* _THE DATA_
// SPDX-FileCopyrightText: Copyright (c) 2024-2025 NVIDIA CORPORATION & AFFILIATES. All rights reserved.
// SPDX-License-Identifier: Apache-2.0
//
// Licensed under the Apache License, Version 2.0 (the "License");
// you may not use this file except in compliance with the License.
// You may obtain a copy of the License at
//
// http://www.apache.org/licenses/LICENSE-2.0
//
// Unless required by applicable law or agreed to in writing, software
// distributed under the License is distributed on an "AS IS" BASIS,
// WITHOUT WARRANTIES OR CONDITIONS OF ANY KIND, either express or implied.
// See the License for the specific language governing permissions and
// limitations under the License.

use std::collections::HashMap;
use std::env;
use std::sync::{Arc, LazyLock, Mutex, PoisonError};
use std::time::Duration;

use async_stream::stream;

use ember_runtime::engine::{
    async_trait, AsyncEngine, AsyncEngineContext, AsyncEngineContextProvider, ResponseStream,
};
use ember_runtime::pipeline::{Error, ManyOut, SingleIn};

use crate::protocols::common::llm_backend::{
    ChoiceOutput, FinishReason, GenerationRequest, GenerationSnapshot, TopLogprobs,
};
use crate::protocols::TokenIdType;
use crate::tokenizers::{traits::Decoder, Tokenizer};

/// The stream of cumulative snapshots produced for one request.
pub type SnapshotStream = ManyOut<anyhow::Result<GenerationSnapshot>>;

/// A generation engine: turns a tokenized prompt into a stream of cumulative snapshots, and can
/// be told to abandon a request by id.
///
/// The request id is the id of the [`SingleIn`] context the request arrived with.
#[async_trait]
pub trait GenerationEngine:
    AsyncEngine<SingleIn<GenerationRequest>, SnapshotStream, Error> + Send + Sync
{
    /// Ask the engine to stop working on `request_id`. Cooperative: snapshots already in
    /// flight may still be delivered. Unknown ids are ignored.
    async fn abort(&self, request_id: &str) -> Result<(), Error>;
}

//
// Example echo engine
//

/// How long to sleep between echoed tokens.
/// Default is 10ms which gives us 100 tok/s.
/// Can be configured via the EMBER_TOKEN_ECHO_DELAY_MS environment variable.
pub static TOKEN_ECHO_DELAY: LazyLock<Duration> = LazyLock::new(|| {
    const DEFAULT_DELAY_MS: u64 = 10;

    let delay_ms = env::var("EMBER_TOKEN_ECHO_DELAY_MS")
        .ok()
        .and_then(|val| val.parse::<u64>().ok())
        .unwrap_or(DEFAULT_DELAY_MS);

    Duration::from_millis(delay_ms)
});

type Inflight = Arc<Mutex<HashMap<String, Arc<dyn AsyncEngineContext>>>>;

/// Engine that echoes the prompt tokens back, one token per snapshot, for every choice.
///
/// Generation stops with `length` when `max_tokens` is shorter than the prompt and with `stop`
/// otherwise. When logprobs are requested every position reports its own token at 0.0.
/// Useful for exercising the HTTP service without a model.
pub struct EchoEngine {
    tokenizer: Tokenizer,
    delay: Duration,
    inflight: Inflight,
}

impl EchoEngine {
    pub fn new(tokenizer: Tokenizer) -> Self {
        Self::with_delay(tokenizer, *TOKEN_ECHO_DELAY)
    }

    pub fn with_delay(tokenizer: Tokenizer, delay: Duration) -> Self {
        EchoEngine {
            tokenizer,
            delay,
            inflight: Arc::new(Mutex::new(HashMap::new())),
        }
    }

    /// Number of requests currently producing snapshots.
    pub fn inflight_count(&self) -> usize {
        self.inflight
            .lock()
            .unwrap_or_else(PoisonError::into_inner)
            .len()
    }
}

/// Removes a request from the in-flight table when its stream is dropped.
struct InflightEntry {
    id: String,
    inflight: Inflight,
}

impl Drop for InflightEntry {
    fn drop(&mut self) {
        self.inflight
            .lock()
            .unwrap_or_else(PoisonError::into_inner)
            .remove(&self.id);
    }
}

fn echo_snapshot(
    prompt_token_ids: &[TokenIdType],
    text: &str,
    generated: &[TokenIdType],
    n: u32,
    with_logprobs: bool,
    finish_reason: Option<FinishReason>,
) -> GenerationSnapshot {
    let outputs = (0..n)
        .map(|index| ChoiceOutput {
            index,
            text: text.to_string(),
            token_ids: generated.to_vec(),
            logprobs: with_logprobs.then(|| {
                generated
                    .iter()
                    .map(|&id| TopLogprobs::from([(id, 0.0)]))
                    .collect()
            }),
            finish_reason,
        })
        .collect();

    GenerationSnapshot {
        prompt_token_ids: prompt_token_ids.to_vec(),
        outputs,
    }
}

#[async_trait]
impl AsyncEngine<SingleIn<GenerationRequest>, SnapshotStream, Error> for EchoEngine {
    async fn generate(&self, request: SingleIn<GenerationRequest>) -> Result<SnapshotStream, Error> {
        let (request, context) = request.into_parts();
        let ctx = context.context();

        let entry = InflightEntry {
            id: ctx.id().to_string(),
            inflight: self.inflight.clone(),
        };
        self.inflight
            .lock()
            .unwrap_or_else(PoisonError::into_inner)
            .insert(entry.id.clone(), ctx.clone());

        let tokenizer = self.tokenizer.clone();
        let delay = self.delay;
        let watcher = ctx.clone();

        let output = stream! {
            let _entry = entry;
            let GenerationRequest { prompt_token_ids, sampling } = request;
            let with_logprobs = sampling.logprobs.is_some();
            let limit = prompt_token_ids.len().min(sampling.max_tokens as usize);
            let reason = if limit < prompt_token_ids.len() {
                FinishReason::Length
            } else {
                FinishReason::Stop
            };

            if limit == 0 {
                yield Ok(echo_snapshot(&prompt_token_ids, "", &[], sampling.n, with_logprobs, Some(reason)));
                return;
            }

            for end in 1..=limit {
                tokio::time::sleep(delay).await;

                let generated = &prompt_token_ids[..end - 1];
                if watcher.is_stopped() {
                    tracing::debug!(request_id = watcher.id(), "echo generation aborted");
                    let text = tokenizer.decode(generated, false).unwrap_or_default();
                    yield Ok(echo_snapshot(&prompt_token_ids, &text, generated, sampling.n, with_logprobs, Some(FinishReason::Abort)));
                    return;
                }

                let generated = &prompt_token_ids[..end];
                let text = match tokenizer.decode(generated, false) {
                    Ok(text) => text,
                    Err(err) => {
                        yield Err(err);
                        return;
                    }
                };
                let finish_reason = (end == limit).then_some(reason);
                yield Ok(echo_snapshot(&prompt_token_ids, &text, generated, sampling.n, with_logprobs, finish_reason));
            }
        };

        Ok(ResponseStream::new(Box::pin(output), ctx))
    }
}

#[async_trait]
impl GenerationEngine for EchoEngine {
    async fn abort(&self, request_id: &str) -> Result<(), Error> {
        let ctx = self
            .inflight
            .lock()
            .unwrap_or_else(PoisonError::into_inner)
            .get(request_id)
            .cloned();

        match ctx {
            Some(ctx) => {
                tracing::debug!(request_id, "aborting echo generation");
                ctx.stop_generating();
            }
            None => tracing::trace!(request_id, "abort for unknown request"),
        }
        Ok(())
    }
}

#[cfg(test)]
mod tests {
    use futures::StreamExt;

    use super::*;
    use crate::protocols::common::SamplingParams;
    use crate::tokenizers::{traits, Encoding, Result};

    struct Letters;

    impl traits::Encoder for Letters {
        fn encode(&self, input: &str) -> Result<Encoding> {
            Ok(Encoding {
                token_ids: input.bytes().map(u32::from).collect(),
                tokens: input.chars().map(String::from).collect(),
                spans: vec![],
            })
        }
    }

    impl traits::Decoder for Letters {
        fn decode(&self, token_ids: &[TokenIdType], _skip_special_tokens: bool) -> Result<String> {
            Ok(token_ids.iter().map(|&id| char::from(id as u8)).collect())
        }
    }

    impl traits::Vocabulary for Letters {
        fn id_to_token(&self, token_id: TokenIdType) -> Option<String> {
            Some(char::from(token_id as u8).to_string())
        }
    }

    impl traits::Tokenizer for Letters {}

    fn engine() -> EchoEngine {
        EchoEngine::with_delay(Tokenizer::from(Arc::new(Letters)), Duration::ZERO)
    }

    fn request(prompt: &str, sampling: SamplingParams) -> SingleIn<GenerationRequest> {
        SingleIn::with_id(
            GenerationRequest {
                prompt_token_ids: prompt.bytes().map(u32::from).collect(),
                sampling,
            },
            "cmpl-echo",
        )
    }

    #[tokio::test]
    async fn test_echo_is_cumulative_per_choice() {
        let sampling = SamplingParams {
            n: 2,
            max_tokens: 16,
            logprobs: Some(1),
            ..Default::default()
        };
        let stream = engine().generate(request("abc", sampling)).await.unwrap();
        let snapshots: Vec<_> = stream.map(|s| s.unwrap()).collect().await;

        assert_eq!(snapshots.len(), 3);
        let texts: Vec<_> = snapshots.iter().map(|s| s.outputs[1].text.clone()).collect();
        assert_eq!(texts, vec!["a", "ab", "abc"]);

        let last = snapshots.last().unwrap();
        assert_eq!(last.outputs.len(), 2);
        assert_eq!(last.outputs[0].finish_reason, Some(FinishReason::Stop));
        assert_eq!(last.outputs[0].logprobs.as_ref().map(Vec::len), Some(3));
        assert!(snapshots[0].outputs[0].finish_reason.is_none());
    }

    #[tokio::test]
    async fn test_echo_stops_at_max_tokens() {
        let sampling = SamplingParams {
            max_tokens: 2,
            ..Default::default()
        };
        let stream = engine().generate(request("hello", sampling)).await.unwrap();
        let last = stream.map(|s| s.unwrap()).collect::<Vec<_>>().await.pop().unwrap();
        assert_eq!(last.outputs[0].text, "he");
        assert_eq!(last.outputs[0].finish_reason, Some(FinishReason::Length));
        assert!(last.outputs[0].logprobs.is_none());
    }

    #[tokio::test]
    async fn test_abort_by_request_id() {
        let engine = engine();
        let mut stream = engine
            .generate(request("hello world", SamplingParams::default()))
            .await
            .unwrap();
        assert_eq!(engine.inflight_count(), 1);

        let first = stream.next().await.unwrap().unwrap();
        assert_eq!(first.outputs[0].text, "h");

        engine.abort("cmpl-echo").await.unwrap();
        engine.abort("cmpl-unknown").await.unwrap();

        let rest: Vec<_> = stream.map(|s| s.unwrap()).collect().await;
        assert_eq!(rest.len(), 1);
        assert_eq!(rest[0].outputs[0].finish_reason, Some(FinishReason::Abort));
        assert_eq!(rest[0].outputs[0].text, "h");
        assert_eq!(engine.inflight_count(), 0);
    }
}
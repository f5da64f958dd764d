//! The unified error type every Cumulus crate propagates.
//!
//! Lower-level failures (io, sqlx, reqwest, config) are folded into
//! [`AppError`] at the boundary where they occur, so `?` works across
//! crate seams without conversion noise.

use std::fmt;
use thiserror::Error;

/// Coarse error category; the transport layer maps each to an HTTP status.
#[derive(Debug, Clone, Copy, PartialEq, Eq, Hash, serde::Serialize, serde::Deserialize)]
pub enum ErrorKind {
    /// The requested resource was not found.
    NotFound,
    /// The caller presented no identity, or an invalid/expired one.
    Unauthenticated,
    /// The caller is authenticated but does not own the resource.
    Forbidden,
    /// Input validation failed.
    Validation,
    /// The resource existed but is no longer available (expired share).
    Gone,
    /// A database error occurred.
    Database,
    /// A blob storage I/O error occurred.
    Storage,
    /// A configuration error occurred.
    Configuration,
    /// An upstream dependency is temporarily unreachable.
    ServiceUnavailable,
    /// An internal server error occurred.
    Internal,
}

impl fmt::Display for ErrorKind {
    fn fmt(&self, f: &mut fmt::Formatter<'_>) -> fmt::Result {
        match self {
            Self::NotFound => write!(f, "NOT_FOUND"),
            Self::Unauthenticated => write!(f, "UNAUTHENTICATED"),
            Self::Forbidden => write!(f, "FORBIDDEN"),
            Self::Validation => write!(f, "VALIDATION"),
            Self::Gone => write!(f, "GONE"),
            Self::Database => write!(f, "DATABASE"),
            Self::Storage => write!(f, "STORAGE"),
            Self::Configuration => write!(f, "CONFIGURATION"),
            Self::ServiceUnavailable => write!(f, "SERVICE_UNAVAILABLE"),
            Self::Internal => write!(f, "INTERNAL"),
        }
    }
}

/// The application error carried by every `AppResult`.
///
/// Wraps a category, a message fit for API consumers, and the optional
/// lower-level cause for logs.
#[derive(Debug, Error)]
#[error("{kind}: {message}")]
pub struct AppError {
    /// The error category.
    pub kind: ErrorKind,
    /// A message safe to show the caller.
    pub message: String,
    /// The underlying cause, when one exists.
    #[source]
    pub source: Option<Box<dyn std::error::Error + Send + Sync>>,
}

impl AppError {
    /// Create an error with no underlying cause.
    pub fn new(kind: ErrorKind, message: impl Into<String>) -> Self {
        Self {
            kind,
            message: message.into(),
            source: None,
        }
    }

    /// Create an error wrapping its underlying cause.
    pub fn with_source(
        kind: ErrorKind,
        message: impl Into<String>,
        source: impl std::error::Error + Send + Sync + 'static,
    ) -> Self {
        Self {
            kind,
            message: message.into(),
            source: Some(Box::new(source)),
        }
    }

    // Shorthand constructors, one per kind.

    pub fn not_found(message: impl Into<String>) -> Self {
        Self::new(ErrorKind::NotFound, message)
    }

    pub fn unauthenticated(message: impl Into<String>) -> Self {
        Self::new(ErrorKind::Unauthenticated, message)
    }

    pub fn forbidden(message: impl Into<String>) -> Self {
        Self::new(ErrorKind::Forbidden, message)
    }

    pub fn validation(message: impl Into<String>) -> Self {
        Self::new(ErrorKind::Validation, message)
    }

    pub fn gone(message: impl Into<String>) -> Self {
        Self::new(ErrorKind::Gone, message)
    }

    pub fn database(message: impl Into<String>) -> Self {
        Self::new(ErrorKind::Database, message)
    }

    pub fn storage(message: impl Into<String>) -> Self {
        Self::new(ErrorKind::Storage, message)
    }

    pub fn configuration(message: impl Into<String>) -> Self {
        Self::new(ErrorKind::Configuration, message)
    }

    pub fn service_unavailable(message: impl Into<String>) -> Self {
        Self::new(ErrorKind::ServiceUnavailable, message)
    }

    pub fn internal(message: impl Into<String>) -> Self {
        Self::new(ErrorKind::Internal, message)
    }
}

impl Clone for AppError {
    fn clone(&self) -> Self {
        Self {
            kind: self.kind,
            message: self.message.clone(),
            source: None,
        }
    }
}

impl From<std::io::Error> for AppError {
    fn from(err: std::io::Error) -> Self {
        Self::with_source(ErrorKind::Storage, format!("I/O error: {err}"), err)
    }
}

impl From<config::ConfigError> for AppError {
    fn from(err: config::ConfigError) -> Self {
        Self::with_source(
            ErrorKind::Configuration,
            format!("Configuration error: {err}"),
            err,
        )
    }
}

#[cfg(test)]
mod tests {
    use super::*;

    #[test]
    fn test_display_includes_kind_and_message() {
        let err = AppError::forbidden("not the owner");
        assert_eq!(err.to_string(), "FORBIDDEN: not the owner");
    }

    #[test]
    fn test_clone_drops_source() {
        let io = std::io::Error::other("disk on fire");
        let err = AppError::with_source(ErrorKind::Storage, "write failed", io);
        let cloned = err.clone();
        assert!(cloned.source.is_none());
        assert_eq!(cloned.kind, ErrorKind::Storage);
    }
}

* _EXERCISE DIRECTIONS_
For every line of the records with the string "texts", add one to a tally; give the final tally alone.

* _ANSWER FOR THE TASK_
2